In my story “Lisa with Child” I look at a world in which the difference between biological life and machinery is growing increasingly blurry, and in which a decommissioned cyberwarfare platform lives out her existence in an intimate mental relationship with the woman who is the center of her being. So how might we get from here to there, to an era in which machines have not replaced humanity but are very much an extension of being human? What are the some of the actual steps already moving us forward into a future of symbiotic dreams or invasive nightmares?
I came across one such component of the future while do research for a Cyber Stride blog post on Microsoft’s Infer.Net library of algorithms earlier this year. That particular element of the world to come is the field of machine learning: The development of software that can compare, make judgments, and reach conclusions with incomplete information and do so in situations in which there is more than one possible interpretation of the existing data.
How does software go about doing this? One way is machine learning software that uses the same basic epistemological operation that the human mind does: Inference. In other words, it compares two probabilities to in a multi-variable situation to determine likely outcomes. Such an inference problem could be something as arcane and grim as comparing the known rates of a type of cancer to the rates of reliability for cancer tests to figure out the odds of actually having that cancer in the event of a positive test result. Or the odds of actually having it despite a negative result. Or inferencing can be employed in more delightful and intuitive deliberations such as attempting to determine how likely it is that a friend might enjoy album A, and given that probability what’s the likely-hood if her also enjoying album B.
The mathematical formulation of this process of conditional probabilities is known as Bayesian inference. The algorithms for working out these operations are complex and bulky. The only reason the human brain can rapidly power through such inference judgments is because it is a massively parallel data processing system.

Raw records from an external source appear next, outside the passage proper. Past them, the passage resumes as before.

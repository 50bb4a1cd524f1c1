use std::convert::TryFrom;
use std::fmt::{self, Debug, Display};
use std::str::FromStr;

/// A date error.
#[derive(Debug, PartialEq, Eq)]
pub struct DateError;

impl std::error::Error for DateError {
    fn source(&self) -> Option<&(dyn std::error::Error + 'static)> {
        None
    }
}

impl std::fmt::Display for DateError {
    fn fmt(&self, f: &mut fmt::Formatter) -> fmt::Result {
        write!(f, "unable to decode date")
    }
}

const DAYS_PER_MONTH: [u8; 13] = [0, 31, 28, 31, 30, 31, 30, 31, 31, 30, 31, 30, 31];

/// Zero based ordinal of the first day of each month
const MONTH_START: [i32; 13] = [0, 0, 31, 59, 90, 120, 151, 181, 212, 243, 273, 304, 334];

/// Years between the founding of Rome and the start of the common era
const AUC_OFFSET: i32 = 753;

/// Controls the output format of a date
#[derive(Debug, Clone, Copy, PartialEq, Eq)]
pub enum DateFormat {
    /// ISO-8601 format
    Iso8601,

    /// Y.M.D where month and day don't have zero padding
    DotShort,
}

/// A temporary object which can be used as an argument to `format!`.
///
/// Used to avoid a needless intermediate allocation
#[derive(Debug, Clone, Copy, PartialEq, Eq)]
pub struct DateFormatter {
    date: Date,
    format: DateFormat,
}

impl Display for DateFormatter {
    fn fmt(&self, f: &mut std::fmt::Formatter<'_>) -> std::fmt::Result {
        let (year, month, day) = (self.date.year(), self.date.month(), self.date.day());
        match self.format {
            DateFormat::Iso8601 if year < 0 => {
                write!(f, "-{:04}-{:02}-{:02}", -i32::from(year), month, day)
            }
            DateFormat::Iso8601 => write!(f, "{:04}-{:02}-{:02}", year, month, day),
            DateFormat::DotShort => write!(f, "{}.{}.{}", year, month, day),
        }
    }
}

/// A calendar date on the games' 365 day calendar (no leap years).
///
/// Internally a date is a single day count relative to the first day of year
/// zero, so dates from either calendar era compare and subtract directly.
/// Dates written in the founding-era (AUC) calendar are converted once, at
/// construction, with [`Date::parse_auc`] or [`Date::from_auc_ymd_opt`].
///
/// ```
/// use rome_loader::common::Date;
/// let start = Date::parse_auc("450.10.1").unwrap();
/// assert_eq!(start, Date::from_ymd(-304, 10, 1));
/// assert_eq!(start.game_fmt().to_string(), "-304.10.1");
/// ```
#[derive(Clone, Copy, PartialEq, Eq, PartialOrd, Ord, Hash)]
pub struct Date {
    days: i32,
}

impl Debug for Date {
    fn fmt(&self, f: &mut std::fmt::Formatter<'_>) -> std::fmt::Result {
        write!(f, "Date {}", self.game_fmt())
    }
}

impl Date {
    /// Create a new date from year, month, and day parts
    ///
    /// Will return `None` if the date does not exist
    ///
    /// ```
    /// use rome_loader::common::Date;
    /// assert_eq!(Date::from_ymd_opt(867, 1, 1), Some(Date::from_ymd(867, 1, 1)));
    /// assert!(Date::from_ymd_opt(800, 0, 3).is_none());
    /// assert!(Date::from_ymd_opt(800, 1, 0).is_none());
    /// assert!(Date::from_ymd_opt(800, 13, 1).is_none());
    /// assert!(Date::from_ymd_opt(2020, 2, 29).is_none());
    /// ```
    pub fn from_ymd_opt(year: i16, month: u8, day: u8) -> Option<Self> {
        if month == 0 || month > 12 || day == 0 || day > DAYS_PER_MONTH[usize::from(month)] {
            return None;
        }

        let days = i32::from(year) * 365 + MONTH_START[usize::from(month)] + i32::from(day) - 1;
        Some(Date { days })
    }

    /// Create a new date from year, month, and day parts
    ///
    /// Will panic if the date does not exist.
    pub fn from_ymd(year: i16, month: u8, day: u8) -> Self {
        Self::from_ymd_opt(year, month, day).unwrap()
    }

    /// Create a date from a founding-era (AUC) year, month, and day.
    ///
    /// There is no year zero in the common era, so AUC 753 maps to 1 BC
    /// (year -1) and AUC 754 maps to 1 AD.
    pub fn from_auc_ymd_opt(year: i16, month: u8, day: u8) -> Option<Self> {
        let year = auc_to_ad(i32::from(year));
        i16::try_from(year)
            .ok()
            .and_then(|year| Self::from_ymd_opt(year, month, day))
    }

    fn from_days(days: i32) -> Option<Self> {
        i16::try_from(days.div_euclid(365)).ok()?;
        Some(Date { days })
    }

    /// Parses a string in the `Y.M.D` game format. Years may be negative.
    ///
    /// ```
    /// use rome_loader::common::Date;
    /// let date = Date::parse("867.1.1").expect("to parse date");
    /// assert_eq!((date.year(), date.month(), date.day()), (867, 1, 1));
    /// assert!(Date::parse("867.2.30").is_err());
    /// ```
    pub fn parse<T: AsRef<[u8]>>(s: T) -> Result<Self, DateError> {
        let (year, month, day) = parse_components(s.as_ref()).ok_or(DateError)?;
        Self::from_ymd_opt(year, month, day).ok_or(DateError)
    }

    /// Parses a founding-era (AUC) date string and converts it to the
    /// common era.
    ///
    /// ```
    /// use rome_loader::common::Date;
    /// let date = Date::parse_auc("727.2.17").unwrap();
    /// assert_eq!(date, Date::from_ymd(-27, 2, 17));
    /// ```
    pub fn parse_auc<T: AsRef<[u8]>>(s: T) -> Result<Self, DateError> {
        let (year, month, day) = parse_components(s.as_ref()).ok_or(DateError)?;
        Self::from_auc_ymd_opt(year, month, day).ok_or(DateError)
    }

    /// Year of the date. Negative years are before the common era.
    pub fn year(&self) -> i16 {
        // from_days guarantees the year fits
        self.days.div_euclid(365) as i16
    }

    /// Month of the date. Range: [1, 12]
    pub fn month(&self) -> u8 {
        month_day_from_ordinal(self.days.rem_euclid(365)).0
    }

    /// Day of the month
    pub fn day(&self) -> u8 {
        month_day_from_ordinal(self.days.rem_euclid(365)).1
    }

    /// Returns the number of days between two dates
    ///
    /// ```
    /// use rome_loader::common::Date;
    /// let date = Date::parse("1400.1.2").unwrap();
    /// let date2 = Date::parse("1401.1.2").unwrap();
    /// assert_eq!(365, date.days_until(&date2));
    /// assert_eq!(-365, date2.days_until(&date));
    /// ```
    pub fn days_until(self, other: &Date) -> i32 {
        other.days - self.days
    }

    /// Return a new date that is the given number of days away, or `None` if
    /// the result is out of range
    ///
    /// ```
    /// use rome_loader::common::Date;
    /// let date = Date::parse("-1.12.31").unwrap();
    /// assert_eq!(date.checked_add_days(1), Some(Date::from_ymd(0, 1, 1)));
    /// ```
    pub fn checked_add_days(self, days: i32) -> Option<Date> {
        self.days.checked_add(days).and_then(Self::from_days)
    }

    /// Formats a date in the game format: Y.M.D
    pub fn game_fmt(&self) -> DateFormatter {
        DateFormatter {
            date: *self,
            format: DateFormat::DotShort,
        }
    }

    /// Formats a date in the ISO 8601 format: YYYY-MM-DD
    ///
    /// ```
    /// use rome_loader::common::Date;
    /// let date = Date::from_ymd(1400, 1, 2);
    /// assert_eq!(date.iso_8601().to_string(), String::from("1400-01-02"));
    /// ```
    pub fn iso_8601(&self) -> DateFormatter {
        DateFormatter {
            date: *self,
            format: DateFormat::Iso8601,
        }
    }
}

impl Display for Date {
    fn fmt(&self, f: &mut std::fmt::Formatter<'_>) -> std::fmt::Result {
        Display::fmt(&self.game_fmt(), f)
    }
}

impl FromStr for Date {
    type Err = DateError;

    fn from_str(s: &str) -> Result<Self, Self::Err> {
        Self::parse(s.as_bytes())
    }
}

/// Which calendar era dates in a given file are written in
#[derive(Debug, Clone, Copy, PartialEq, Eq)]
pub enum Calendar {
    /// Founding-era years, as written in Imperator saves
    Auc,

    /// Common-era years
    Ad,
}

impl Calendar {
    /// Parse a `Y.M.D` date written in this calendar
    pub fn parse<T: AsRef<[u8]>>(&self, s: T) -> Result<Date, DateError> {
        match self {
            Calendar::Auc => Date::parse_auc(s),
            Calendar::Ad => Date::parse(s),
        }
    }
}

/// Returns true if the data has the shape of a `Y.M.D` date. Useful to
/// pick out dated history blocks from ordinary keys.
pub fn is_date_like(data: &[u8]) -> bool {
    parse_components(data).is_some()
}

fn auc_to_ad(year: i32) -> i32 {
    let year = year - AUC_OFFSET;
    if year <= 0 {
        year - 1
    } else {
        year
    }
}

fn parse_components(data: &[u8]) -> Option<(i16, u8, u8)> {
    let (negative, data) = match data {
        [b'-', rest @ ..] => (true, rest),
        _ => (false, data),
    };

    let mut parts = data.split(|&x| x == b'.');
    let year = parse_part(parts.next()?)?;
    let month = parse_part(parts.next()?)?;
    let day = parse_part(parts.next()?)?;
    if parts.next().is_some() {
        return None;
    }

    let year = i16::try_from(year).ok()?;
    let year = if negative { -year } else { year };
    Some((year, u8::try_from(month).ok()?, u8::try_from(day).ok()?))
}

fn parse_part(data: &[u8]) -> Option<u32> {
    if data.is_empty() || data.len() > 5 || !data.iter().all(u8::is_ascii_digit) {
        return None;
    }

    Some(
        data.iter()
            .fold(0u32, |acc, &x| acc * 10 + u32::from(x - b'0')),
    )
}

fn month_day_from_ordinal(ordinal: i32) -> (u8, u8) {
    debug_assert!((0..365).contains(&ordinal));
    let month = MONTH_START
        .iter()
        .rposition(|&start| start <= ordinal)
        .unwrap_or(1)
        .max(1);
    let day = ordinal - MONTH_START[month] + 1;
    (month as u8, day as u8)
}

#[cfg(feature = "derive")]
mod datederive {
    use super::Date;
    use serde::{de, de::Visitor, Deserialize, Deserializer, Serialize, Serializer};
    use std::fmt;

    impl Serialize for Date {
        fn serialize<S>(&self, serializer: S) -> Result<S::Ok, S::Error>
        where
            S: Serializer,
        {
            serializer.collect_str(&self.game_fmt())
        }
    }

    struct DateVisitor;

    impl<'de> Visitor<'de> for DateVisitor {
        type Value = Date;

        fn expecting(&self, formatter: &mut fmt::Formatter) -> fmt::Result {
            formatter.write_str("a date")
        }

        fn visit_str<E>(self, v: &str) -> Result<Self::Value, E>
        where
            E: de::Error,
        {
            Date::parse(v).map_err(|_e| de::Error::custom(format!("invalid date: {}", v)))
        }
    }

    impl<'de> Deserialize<'de> for Date {
        fn deserialize<D>(deserializer: D) -> Result<Date, D::Error>
        where
            D: Deserializer<'de>,
        {
            deserializer.deserialize_str(DateVisitor)
        }
    }
}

Needless to say writing code for silicon-based computers to carryout such procedures is daunting. Especially when it comes to internet-scale problems like trying to determine relationships or shared tastes within social network groups with millions of members, hundreds of millions of possible connections between them, and who knows how many potential communities or sub-networks with common interests and likes. A similar level of difficulty is faced by online game hosting companies who’d like to match players of similar ability in groups that are based on multiple performance variables, or in detecting spam as part of junk mail email filters. Other large-scale inference problems also arise in the studies of complex ecologies and economies.
Traditionally, creating an analytical engine capable of taking on such problems has involved software developers coding thousands of lines of code in order to carryout millions of statistical analysis runs. But programmers are nothing if not clever as a group, and so inference engines have gotten modular.
Or to put it differently: The ability for machines to infer has now become a plug and play application.
Microsoft Research has created a rather impressive algorithm library that allows a developer working with on of its .Net programing languages to graft in twenty to thirty lines of customizable code that makes use of the most suitable algorithm in the library to tackle the problem. And it does so by using Bayesian inference to calculate statistical probability distributions for the entire system being modeled in a single operation, rather than running millions of time and process power-consuming brute force analytics to analyze the contingent probabilities of each data point set in the system.
Rather than needing weeks or months, a developer can now create and integrate a powerful machine learning function for large-scale systems analysis in just a few hours.